Thursday, October 20, 2011

"Real Life" Emergency Series - Miami, FL

We are continuing our guest post series sharing your stories about getting through emergency situations.  Today, we're sharing Lisa's story from Florida.

(Do you have an emergency story you'd like to share?  It can be short or something longer... we'd love to share it!  Please email it to us at safelygatheredin (at) gmail.com).

Here is Lisa's story:

I grew up in Miami, FL.  I never knew what preparing ahead, 72hrs kits, or grab n go kits were.  I did know that  every summer we'd have hurricanes and there were things you just did when one was spotted coming our way.  We always filled up the tub with water, brought everything in from outside, and made sure we had plenty of flashlights, batteries, candles, and the radio was working. We also moved our boat to a safe anchorage prior to each storm.  Perhaps living in this scenario prepared me a bit and made me come to where I am today, I don't know. 

On Aug. 23, 1992 I was living in Orlando, FL after having my forth child a few months earlier.  We heard that a hurricane was going to hit Miami.  My parents still lived in my family home in the Kendall area. After we heard that the roads were open, my husband packed up the car and left early in the morning of the 24th to go down and check on my parents.  We knew they were having company stay with them and knew by the predictions that this would be a big one.  When my husband arrived, nothing prepared him for what he found.  

He arrived shortly after the storm hit.  He couldn't find the roads and it took him a long time to find our home.  He found our home virtually destroyed. There was almost no roof at all left and an entire wall of the back of the house was missing and no windows were left intact.  A finger tornado had made a path of destruction through my neighborhood destroying every other home on my street. Luckily my parents and their friends were alive and only suffered glass cuts, none life threatening.  They survived by all of them barricading themselves in one room on the farthest end of the house away from the wind.  My parents were travelers and had many valuable things that were destroyed.  

I went down with the children several days later to help.  We had to lay everything out to dry in humid and sometimes raining weather.  We went through many bottles of bleach cleaning the mildew that quickly formed on everything.  Many pictures were taken to document the extent of the damage and many reports and forms were filed with the insurance company.  Most everything wasn't covered because we didn't have proof of all the items we owned. We were running the generator during the day and night and my husband and father spent many hours hunting down gasoline and water.  There were long lines everywhere waiting to get water and gasoline.  Night times were spent with rotating watches to watch for the frequent looters that were reported in the area.  We were among the lucky ones that had cash on hand to purchase plywood and gasoline. 

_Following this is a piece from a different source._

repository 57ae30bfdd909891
//! Command-line interface

pub mod args;
pub mod commands;

pub use args::{Cli, Commands};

The story goes on and on actually impacting all of us this many years later and it especially took a toll on my mother, who would never fully recover emotionally from it.  I have learned several things from this hurricane and more things from the 3 other direct hits our family took living in Central Florida.  

First, I learned to have a some important things on hand as a priority, like a generator, gasoline, water, cell phone or walkie talkies, a gun or two with ammo, and cash. 

Second, I learned how valuable a gas grill is to cook all the food that starts spoiling immediately from you refrigerator.   After one hurricane,  I learned that I lost all my frozen fruit in my freezer because I didn't have enough generator power to power fans and all my appliances like I wanted, so we don't have my entire fruit supply in one "basket" anymore, so to speak.  

I also learned that my dog won't go to the bathroom inside the house no matter what I did, so I had to go outside in the storm with an umbrella with her-which, by the way is useless.  

I learned I need a full rainsuit in  my supply kit.  

I have also learned that I am glad that I have had multiple experiences, it has prepared me for a future disaster better than the last and helped me to educate those around me to be a little more prepared than I was the first time.


Judy Justice said...

Your story was particularly moving because we lived in Ft. Lauderdale in the early 1980s. My husband worked in Hialeah. Then I had very few preparation items. I went through several tropical storms. Because of that I try now to have a good supply of items. Thanks for sharing!